== PROMPT ==
Using the records below, find every line that includes "common" and copy it.

━━━ ENTRIES PROVIDED

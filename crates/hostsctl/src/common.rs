use std::time::Duration;

use anyhow::{Context, Result};
use clap::Args;
use fritzhosts::hostlist_core::HostAttributes;
use fritzhosts::{HostRecord, HostsConfig};
use serde::Serialize;
use tracing::debug;

/// Output selection shared by the commands reading a host list.
#[derive(Args, Debug, Clone, Copy, Default)]
pub struct ViewArgs {
    /// Only list active hosts
    #[arg(long)]
    pub active: bool,
    /// Print every coerced attribute instead of the record summary
    #[arg(long)]
    pub attributes: bool,
}

pub fn config_with_timeout(timeout_ms: u64) -> HostsConfig {
    let config = HostsConfig::default();
    if timeout_ms == 0 {
        config
    } else {
        config.with_timeout(Duration::from_millis(timeout_ms))
    }
}

pub fn print_json<T: Serialize>(value: &T) -> Result<()> {
    let text = serde_json::to_string_pretty(value).context("serialise JSON output")?;
    println!("{text}");
    Ok(())
}

pub fn records(hosts: &[HostAttributes], active_only: bool) -> Result<Vec<HostRecord>> {
    let mut records = Vec::with_capacity(hosts.len());
    for (idx, host) in hosts.iter().enumerate() {
        let record = HostRecord::from_attributes(host)
            .with_context(|| format!("convert host item {idx}"))?;
        if active_only && !record.status {
            continue;
        }
        records.push(record);
    }
    debug!(total = hosts.len(), shown = records.len(), "host records");
    Ok(records)
}

pub fn report(hosts: &[HostAttributes], view: ViewArgs, json: bool) -> Result<()> {
    if view.attributes {
        let mut snapshots = Vec::with_capacity(hosts.len());
        for host in hosts {
            if view.active && !host.get_bool("Active").context("read Active")? {
                continue;
            }
            snapshots.push(host);
        }
        if json {
            let values = snapshots
                .iter()
                .map(|host| host.attributes())
                .collect::<Result<Vec<_>, _>>()
                .context("coerce host attributes")?;
            return print_json(&values);
        }
        for (idx, host) in snapshots.iter().enumerate() {
            if idx > 0 {
                println!();
            }
            println!("{host}");
        }
        return Ok(());
    }

    let records = records(hosts, view.active)?;
    if json {
        return print_json(&records);
    }
    if records.is_empty() {
        println!("No hosts listed.");
        return Ok(());
    }
    println!("{}", table_row(["IP", "MAC", "NAME", "ACTIVE", "INTERFACE"]));
    for host in &records {
        println!("{}", record_row(host));
    }
    Ok(())
}

fn record_row(host: &HostRecord) -> String {
    table_row([
        dash(&host.ip),
        dash(&host.mac),
        dash(&host.name),
        if host.status { "yes" } else { "no" },
        dash(&host.interface_type),
    ])
}

fn table_row(columns: [&str; 5]) -> String {
    let [ip, mac, name, active, interface] = columns;
    format!("{ip:<16} {mac:<18} {name:<20} {active:<7} {interface}")
}

fn dash(value: &str) -> &str {
    if value.is_empty() {
        "-"
    } else {
        value
    }
}
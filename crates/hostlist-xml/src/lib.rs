//! Parse the host list XML feed into one raw field list per `Item` node.

use quick_xml::events::{BytesStart, Event};
use quick_xml::Reader;
use thiserror::Error;
use tracing::{debug, trace};

/// Name of the repeatable element describing one host.
pub const ITEM_TAG: &str = "Item";

#[derive(Debug, Error)]
pub enum XmlError {
    #[error("xml: {0}")]
    Xml(String),
    #[error("invalid host list: {0}")]
    Invalid(String),
}

/// Raw `(tag, text)` pairs of the immediate children of one `Item` element.
#[derive(Debug, Clone, Default, PartialEq, Eq)]
pub struct ItemNode {
    pub fields: Vec<(String, String)>,
}

impl ItemNode {
    /// Text of the child element `name`, if the item carried one.
    pub fn field(&self, name: &str) -> Option<&str> {
        self.fields
            .iter()
            .find(|(tag, _)| tag == name)
            .map(|(_, text)| text.as_str())
    }

    fn push(&mut self, name: String, text: String) {
        // a repeated tag replaces the earlier value but keeps its position
        if let Some(slot) = self.fields.iter_mut().find(|(tag, _)| *tag == name) {
            slot.1 = text;
        } else {
            self.fields.push((name, text));
        }
    }
}

/// All `Item` nodes of a document, in document order.
#[derive(Debug, Clone, Default, PartialEq, Eq)]
pub struct HostList {
    pub items: Vec<ItemNode>,
}

impl HostList {
    pub fn len(&self) -> usize {
        self.items.len()
    }

    pub fn is_empty(&self) -> bool {
        self.items.is_empty()
    }
}

struct OpenItem {
    depth: usize,
    node: ItemNode,
    child: Option<(String, String)>,
}

/// Parse a host list document and collect every `Item` node.
///
/// Items may appear at any depth. Only the immediate children of an item are
/// recorded; deeper elements contribute neither fields nor text.
pub fn parse(xml: &str) -> Result<HostList, XmlError> {
    let mut reader = Reader::from_str(xml);
    reader.trim_text(true);
    let mut buf = Vec::new();
    let mut depth = 0usize;
    let mut open: Option<OpenItem> = None;
    let mut items = Vec::new();

    loop {
        match reader.read_event_into(&mut buf) {
            Ok(Event::Start(e)) => {
                depth += 1;
                handle_start(&e, depth, &mut open);
            }
            Ok(Event::Empty(e)) => {
                depth += 1;
                handle_start(&e, depth, &mut open);
                handle_end(depth, &mut open, &mut items);
                depth = depth.saturating_sub(1);
            }
            Ok(Event::End(_)) => {
                handle_end(depth, &mut open, &mut items);
                depth = depth.saturating_sub(1);
            }
            Ok(Event::Text(e)) => {
                let text = e.unescape().map_err(|err| XmlError::Xml(err.to_string()))?;
                handle_text(depth, &text, &mut open);
            }
            Ok(Event::CData(e)) => {
                let bytes = e.into_inner();
                let text = String::from_utf8_lossy(&bytes);
                handle_text(depth, text.trim(), &mut open);
            }
            Ok(Event::Eof) => break,
            Err(err) => {
                return Err(XmlError::Xml(format!(
                    "at position {}: {err}",
                    reader.buffer_position()
                )))
            }
            _ => {}
        }
        buf.clear();
    }

    if open.is_some() {
        return Err(XmlError::Invalid(format!("unterminated <{ITEM_TAG}> element")));
    }
    debug!(items = items.len(), "parsed host list");
    Ok(HostList { items })
}

fn handle_start(event: &BytesStart<'_>, depth: usize, open: &mut Option<OpenItem>) {
    let name = String::from_utf8_lossy(event.name().as_ref()).into_owned();
    if let Some(item) = open.as_mut() {
        if depth == item.depth + 1 {
            item.child = Some((name, String::new()));
        }
    } else if name == ITEM_TAG {
        *open = Some(OpenItem {
            depth,
            node: ItemNode::default(),
            child: None,
        });
    }
}

fn handle_text(depth: usize, text: &str, open: &mut Option<OpenItem>) {
    if let Some(item) = open {
        if depth == item.depth + 1 {
            if let Some((_, value)) = item.child.as_mut() {
                value.push_str(text);
            }
        }
    }
}

fn handle_end(depth: usize, open: &mut Option<OpenItem>, items: &mut Vec<ItemNode>) {
    let Some(item) = open else {
        return;
    };
    if depth == item.depth + 1 {
        if let Some((name, text)) = item.child.take() {
            trace!(field = %name, value = %text, "item field");
            item.node.push(name, text);
        }
    } else if depth == item.depth {
        if let Some(done) = open.take() {
            items.push(done.node);
        }
    }
}
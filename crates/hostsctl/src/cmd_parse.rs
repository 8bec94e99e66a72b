use std::path::PathBuf;

use anyhow::{Context, Result};
use fritzhosts::hostlist_core::HostAttributes;
use fritzhosts::hostlist_xml;
use tracing::info;

use crate::common::{self, ViewArgs};

pub fn run(file: PathBuf, view: ViewArgs, json: bool) -> Result<()> {
    let xml = std::fs::read_to_string(&file)
        .with_context(|| format!("read {}", file.display()))?;
    let list = hostlist_xml::parse(&xml)
        .with_context(|| format!("parse host list {}", file.display()))?;
    info!(file = %file.display(), hosts = list.len(), "loaded host list");
    let hosts: Vec<HostAttributes> = list.items.into_iter().map(HostAttributes::from).collect();
    common::report(&hosts, view, json)
}
//! The normalized host record shared by both enumeration paths.

use hostlist_core::{AttrError, HostAttributes};
use tr064::{ArgValue, Arguments};

use crate::names::{self, feed};

/// One known host.
#[derive(Debug, Clone, Default, PartialEq, Eq)]
#[cfg_attr(feature = "serde", derive(serde::Serialize, serde::Deserialize))]
pub struct HostRecord {
    pub ip: String,
    pub name: String,
    pub mac: String,
    pub status: bool,
    pub interface_type: String,
    pub address_source: String,
    /// Seconds left on the DHCP lease.
    pub lease_time_remaining: i64,
}

impl HostRecord {
    /// Build a record from an action result (`GetGenericHostEntry` and friends).
    ///
    /// Missing fields take their defaults; a present but non-numeric flag or
    /// lease time is a conversion error.
    pub fn from_entry(entry: &Arguments) -> Result<Self, AttrError> {
        Ok(HostRecord {
            ip: entry_text(entry, names::NEW_IP_ADDRESS),
            name: entry_text(entry, names::NEW_HOST_NAME),
            mac: entry_text(entry, names::NEW_MAC_ADDRESS),
            status: entry_flag(entry, names::NEW_ACTIVE)?.unwrap_or(false),
            interface_type: entry_text(entry, names::NEW_INTERFACE_TYPE),
            address_source: entry_text(entry, names::NEW_ADDRESS_SOURCE),
            lease_time_remaining: entry_int(entry, names::NEW_LEASE_TIME_REMAINING)?.unwrap_or(0),
        })
    }

    /// Build a record from one `Item` of the host list feed.
    pub fn from_attributes(attrs: &HostAttributes) -> Result<Self, AttrError> {
        Ok(HostRecord {
            ip: attrs.get_text(feed::IP_ADDRESS).to_string(),
            name: attrs.get_text(feed::HOST_NAME).to_string(),
            mac: attrs.get_text(feed::MAC_ADDRESS).to_string(),
            status: attrs.get_bool(feed::ACTIVE)?,
            interface_type: attrs.get_text(feed::INTERFACE_TYPE).to_string(),
            address_source: attrs.get_text(feed::ADDRESS_SOURCE).to_string(),
            lease_time_remaining: attrs.get_int(feed::LEASE_TIME_REMAINING)?,
        })
    }
}

pub(crate) fn entry_text(entry: &Arguments, name: &str) -> String {
    entry.get(name).map(ArgValue::to_string).unwrap_or_default()
}

pub(crate) fn entry_flag(entry: &Arguments, name: &str) -> Result<Option<bool>, AttrError> {
    entry
        .flag(name)
        .transpose()
        .map_err(|_| conversion(entry, name))
}

pub(crate) fn entry_int(entry: &Arguments, name: &str) -> Result<Option<i64>, AttrError> {
    entry
        .int(name)
        .transpose()
        .map_err(|_| conversion(entry, name))
}

fn conversion(entry: &Arguments, name: &str) -> AttrError {
    AttrError::Conversion {
        name: name.to_string(),
        value: entry_text(entry, name),
    }
}

#[cfg(test)]
mod tests {
    use super::*;

    #[test]
    fn maps_the_seven_public_fields() {
        let entry = Arguments::new()
            .with(names::NEW_IP_ADDRESS, "192.168.178.20")
            .with(names::NEW_HOST_NAME, "laptop")
            .with(names::NEW_MAC_ADDRESS, "AA:BB:CC:00:11:22")
            .with(names::NEW_ACTIVE, true)
            .with(names::NEW_INTERFACE_TYPE, "802.11")
            .with(names::NEW_ADDRESS_SOURCE, "DHCP")
            .with(names::NEW_LEASE_TIME_REMAINING, 600i64)
            .with("NewX_AVM-DE_Port", 0i64);
        let record = HostRecord::from_entry(&entry).expect("record");
        assert_eq!(
            record,
            HostRecord {
                ip: "192.168.178.20".into(),
                name: "laptop".into(),
                mac: "AA:BB:CC:00:11:22".into(),
                status: true,
                interface_type: "802.11".into(),
                address_source: "DHCP".into(),
                lease_time_remaining: 600,
            }
        );
    }

    #[test]
    fn missing_entry_fields_default() {
        let entry = Arguments::new().with(names::NEW_MAC_ADDRESS, "AA:BB:CC:00:11:22");
        let record = HostRecord::from_entry(&entry).expect("record");
        assert!(!record.status);
        assert_eq!(record.lease_time_remaining, 0);
        assert_eq!(record.ip, "");
    }

    #[test]
    fn malformed_entry_flag_is_a_conversion_error() {
        let entry = Arguments::new().with(names::NEW_ACTIVE, "maybe");
        let err = HostRecord::from_entry(&entry).unwrap_err();
        assert_eq!(
            err,
            AttrError::Conversion {
                name: names::NEW_ACTIVE.into(),
                value: "maybe".into()
            }
        );
    }

    #[test]
    fn maps_feed_attributes() {
        let mut attrs = HostAttributes::new();
        attrs.set("Index", "1");
        attrs.set(feed::IP_ADDRESS, "192.168.178.21");
        attrs.set(feed::MAC_ADDRESS, "AA:BB:CC:00:11:23");
        attrs.set(feed::ACTIVE, "0");
        attrs.set(feed::HOST_NAME, "printer");
        attrs.set(feed::INTERFACE_TYPE, "Ethernet");
        let record = HostRecord::from_attributes(&attrs).expect("record");
        assert_eq!(record.mac, "AA:BB:CC:00:11:23");
        assert_eq!(record.name, "printer");
        assert!(!record.status);
        assert_eq!(record.address_source, "");
        assert_eq!(record.lease_time_remaining, 0);
    }
}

━━━━━━

== SOLUTION FOR THIS TASK ==
filename crates/hostsctl/src/common.rs
use crate::common::{self, ViewArgs};
    common::report(&hosts, view, json)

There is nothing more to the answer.